Romantically is an album by American pop singer Johnny Mathis that was released on November 18, 1963, by Columbia Records and was also the final original studio album recorded by Mathis for the label prior to his moving to Mercury Records. Mathis had recorded exclusively for Columbia from 1956 to 1963. After a brief stint with Mercury, he returned to Columbia in 1967. His first Mercury project, Sounds of Christmas, was actually released six weeks before this one, on October 4.
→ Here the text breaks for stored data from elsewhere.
use reqwest::{Method, StatusCode};
use serde::de::DeserializeOwned;
use serde::Serialize;
use servizor_domain::config::AuthConfig;
use servizor_domain::DomainError;
use std::time::Duration;
use tracing::{debug, info};

use super::wire::{
    AuthBody, AuthRequest, DomainRef, ErrorEnvelope, Identity, PasswordMethod, ProjectRef, Scope,
    TokenCatalogEntry, TokenEnvelope, User,
};

const SUBJECT_TOKEN_HEADER: &str = "X-Subject-Token";
const AUTH_TOKEN_HEADER: &str = "X-Auth-Token";
const DEFAULT_DOMAIN_ID: &str = "default";

/// An authenticated connection to the identity service.
#[derive(Debug, Clone)]
pub struct KeystoneSession {
    http: reqwest::Client,
    identity_url: String,
    token: String,
}

impl KeystoneSession {
    /// Builds a session from an already issued token, talking to `identity_url`.
    pub fn with_token(
        auth: &AuthConfig,
        identity_url: &str,
        token: &str,
    ) -> Result<Self, DomainError> {
        Ok(Self {
            http: build_client(auth)?,
            identity_url: normalize_identity_url(identity_url),
            token: token.to_string(),
        })
    }

    /// Authenticates with the configured token or password.
    pub async fn authenticate(auth: &AuthConfig) -> Result<Self, DomainError> {
        let auth_url = auth
            .auth_url
            .as_deref()
            .filter(|u| !u.is_empty())
            .map(normalize_identity_url)
            .ok_or_else(|| DomainError::ConfigError("No auth URL configured".to_string()))?;

        if let Some(token) = auth.token.as_deref().filter(|t| !t.is_empty()) {
            info!(auth_url = %auth_url, "Using pre-issued token");
            return Self::with_token(auth, &auth_url, token);
        }

        let password = auth
            .password
            .as_deref()
            .ok_or_else(|| DomainError::ConfigError("No password configured".to_string()))?;

        let http = build_client(auth)?;
        let request = password_request(auth, password);
        let url = format!("{}/auth/tokens", auth_url);
        debug!(url = %url, "Requesting token");

        let response = http
            .post(&url)
            .json(&request)
            .send()
            .await
            .map_err(|e| DomainError::Authentication(format!("{}: {}", url, e)))?;

        let status = response.status();
        if !status.is_success() {
            let message = error_message(response).await;
            return Err(DomainError::Authentication(format!(
                "HTTP {}: {}",
                status.as_u16(),
                message
            )));
        }

        let token = response
            .headers()
            .get(SUBJECT_TOKEN_HEADER)
            .and_then(|v| v.to_str().ok())
            .map(str::to_string)
            .ok_or_else(|| {
                DomainError::Authentication(format!("No {} in response", SUBJECT_TOKEN_HEADER))
            })?;

        let body: TokenEnvelope = response
            .json()
            .await
            .map_err(|e| DomainError::Authentication(format!("Invalid token response: {}", e)))?;

        let identity_url = identity_url_from_catalog(
            &body.token.catalog,
            &auth.endpoint_type,
            auth.region_name.as_deref(),
        )
        .unwrap_or(auth_url);
        info!(identity_url = %identity_url, "Authenticated");

        Ok(Self {
            http,
            identity_url,
            token,
        })
    }

    pub fn identity_url(&self) -> &str {
        &self.identity_url
    }

    pub(crate) async fn get<T: DeserializeOwned>(
        &self,
        path: &str,
        query: &[(&str, &str)],
    ) -> Result<T, DomainError> {
        let url = self.url(path);
        debug!(url = %url, ?query, "GET");
        let request = self
            .http
            .get(&url)
            .header(AUTH_TOKEN_HEADER, &self.token)
            .query(query);
        Self::execute(Method::GET, &url, request).await
    }

    pub(crate) async fn send<B: Serialize, T: DeserializeOwned>(
        &self,
        method: Method,
        path: &str,
        body: &B,
    ) -> Result<T, DomainError> {
        let url = self.url(path);
        debug!(url = %url, %method, "Sending request");
        let request = self
            .http
            .request(method.clone(), &url)
            .header(AUTH_TOKEN_HEADER, &self.token)
            .json(body);
        Self::execute(method, &url, request).await
    }

    async fn execute<T: DeserializeOwned>(
        method: Method,
        url: &str,
        request: reqwest::RequestBuilder,
    ) -> Result<T, DomainError> {
        let response = request
            .send()
            .await
            .map_err(|e| DomainError::Remote(format!("{} {} failed: {}", method, url, e)))?;

        let status = response.status();
        if status == StatusCode::NOT_FOUND {
            return Err(DomainError::RemoteNotFound(error_message(response).await));
        }
        if !status.is_success() {
            let message = error_message(response).await;
            return Err(DomainError::Remote(format!(
                "{} {} returned HTTP {}: {}",
                method,
                url,
                status.as_u16(),
                message
            )));
        }

        response.json().await.map_err(|e| {
            DomainError::Remote(format!("Invalid response from {} {}: {}", method, url, e))
        })
    }

    fn url(&self, path: &str) -> String {
        format!("{}/{}", self.identity_url, path.trim_start_matches('/'))
    }
}

/// Trims trailing slashes and makes sure the URL points at the v3 API.
pub fn normalize_identity_url(url: &str) -> String {
    let trimmed = url.trim().trim_end_matches('/');
    if trimmed.ends_with("/v3") {
        trimmed.to_string()
    } else {
        format!("{}/v3", trimmed)
    }
}

fn build_client(auth: &AuthConfig) -> Result<reqwest::Client, DomainError> {
    reqwest::Client::builder()
        .use_rustls_tls()
        .timeout(Duration::from_secs(auth.timeout_secs))
        .danger_accept_invalid_certs(auth.insecure)
        .build()
        .map_err(|e| DomainError::ConfigError(format!("Failed to build HTTP client: {}", e)))
}

fn password_request<'a>(auth: &'a AuthConfig, password: &'a str) -> AuthRequest<'a> {
    let user = match auth.user_id.as_deref() {
        Some(id) => User {
            id: Some(id),
            name: None,
            domain: None,
            password,
        },
        None => User {
            id: None,
            name: auth.username.as_deref(),
            domain: Some(domain_ref(
                auth.user_domain_id.as_deref(),
                auth.user_domain_name.as_deref(),
            )),
            password,
        },
    };

    let scope = match (auth.project_id.as_deref(), auth.project_name.as_deref()) {
        (Some(id), _) => Some(Scope {
            project: ProjectRef {
                id: Some(id),
                name: None,
                domain: None,
            },
        }),
        (None, Some(name)) => Some(Scope {
            project: ProjectRef {
                id: None,
                name: Some(name),
                domain: Some(domain_ref(
                    auth.project_domain_id.as_deref(),
                    auth.project_domain_name.as_deref(),
                )),
            },
        }),
        (None, None) => None,
    };

    AuthRequest {
        auth: AuthBody {
            identity: Identity {
                methods: vec!["password"],
                password: PasswordMethod { user },
            },
            scope,
        },
    }
}

fn domain_ref<'a>(id: Option<&'a str>, name: Option<&'a str>) -> DomainRef<'a> {
    match (id, name) {
        (Some(id), _) => DomainRef {
            id: Some(id),
            name: None,
        },
        (None, Some(name)) => DomainRef {
            id: None,
            name: Some(name),
        },
        (None, None) => DomainRef {
            id: Some(DEFAULT_DOMAIN_ID),
            name: None,
        },
    }
}

/// Picks the identity endpoint matching the interface and, when given, region.
fn identity_url_from_catalog(
    catalog: &[TokenCatalogEntry],
    interface: &str,
    region: Option<&str>,
) -> Option<String> {
    catalog
        .iter()
        .filter(|entry| entry.service_type == "identity")
        .flat_map(|entry| entry.endpoints.iter())
        .find(|ep| {
            ep.interface == interface
                && region.is_none_or(|r| {
                    ep.region_id.as_deref() == Some(r) || ep.region.as_deref() == Some(r)
                })
        })
        .map(|ep| normalize_identity_url(&ep.url))
}

async fn error_message(response: reqwest::Response) -> String {
    let status = response.status();
    let body = response.text().await.unwrap_or_default();
    match serde_json::from_str::<ErrorEnvelope>(&body) {
        Ok(envelope) => envelope
            .error
            .message
            .or(envelope.error.title)
            .unwrap_or_else(|| status.to_string()),
        Err(_) if body.is_empty() => status.to_string(),
        Err(_) => body,
    }
}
Romantically made its first appearance on Billboard magazine's album chart in the issue dated December 28, 1963, and peaked at number 23 over the course of 27 weeks.
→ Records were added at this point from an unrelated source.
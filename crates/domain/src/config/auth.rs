use serde::{Deserialize, Serialize};

/// Credentials and connection settings for the identity service.
#[derive(Debug, Clone, Deserialize, Serialize)]
#[serde(default)]
pub struct AuthConfig {
    pub auth_url: Option<String>,
    pub username: Option<String>,
    pub user_id: Option<String>,
    pub password: Option<String>,
    pub user_domain_name: Option<String>,
    pub user_domain_id: Option<String>,
    pub project_name: Option<String>,
    pub project_id: Option<String>,
    pub project_domain_name: Option<String>,
    pub project_domain_id: Option<String>,

    /// Pre-issued token; skips password authentication when set.
    pub token: Option<String>,

    pub region_name: Option<String>,

    /// Interface of the identity endpoint to talk to once authenticated.
    pub endpoint_type: String,

    pub insecure: bool,

    pub timeout_secs: u64,
}

impl Default for AuthConfig {
    fn default() -> Self {
        Self {
            auth_url: None,
            username: None,
            user_id: None,
            password: None,
            user_domain_name: None,
            user_domain_id: None,
            project_name: None,
            project_id: None,
            project_domain_name: None,
            project_domain_id: None,
            token: None,
            region_name: None,
            endpoint_type: default_endpoint_type(),
            insecure: false,
            timeout_secs: default_timeout_secs(),
        }
    }
}

impl AuthConfig {
    pub fn uses_token(&self) -> bool {
        self.token.as_deref().is_some_and(|t| !t.is_empty())
    }
}

fn default_endpoint_type() -> String {
    "public".to_string()
}

fn default_timeout_secs() -> u64 {
    30
}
The first compact disc release of the album came on June 9, 2009, when it was issued as disc two of a two-CD set that also included his 1962 LP Rapture.

Reception
Allmusic's Joe Viglione notes something aside from the label change about the place of this release in the Mathis catalog. "This album was recorded during the classic phase of the icon's career, his Top 40 hits coming to a halt around this time. There would be a 15-year gap before he would see that kind of attention again. And while all his releases throughout the 1970s have precision and value, there's something very special about the forces at play here.". He also mentions that the singer's voice "works very effectively on 'Hi-Lili, Hi-Lo', 'Friendly Persuasion (Thee I Love)', and 'Autumn in New York'."  Although he gives side two a mixed review, he does describe "In Wisconsin" as "perfect for any 'bachelor pad' compilation" and sums up side one as "just a lovely slice of orchestrated treasures."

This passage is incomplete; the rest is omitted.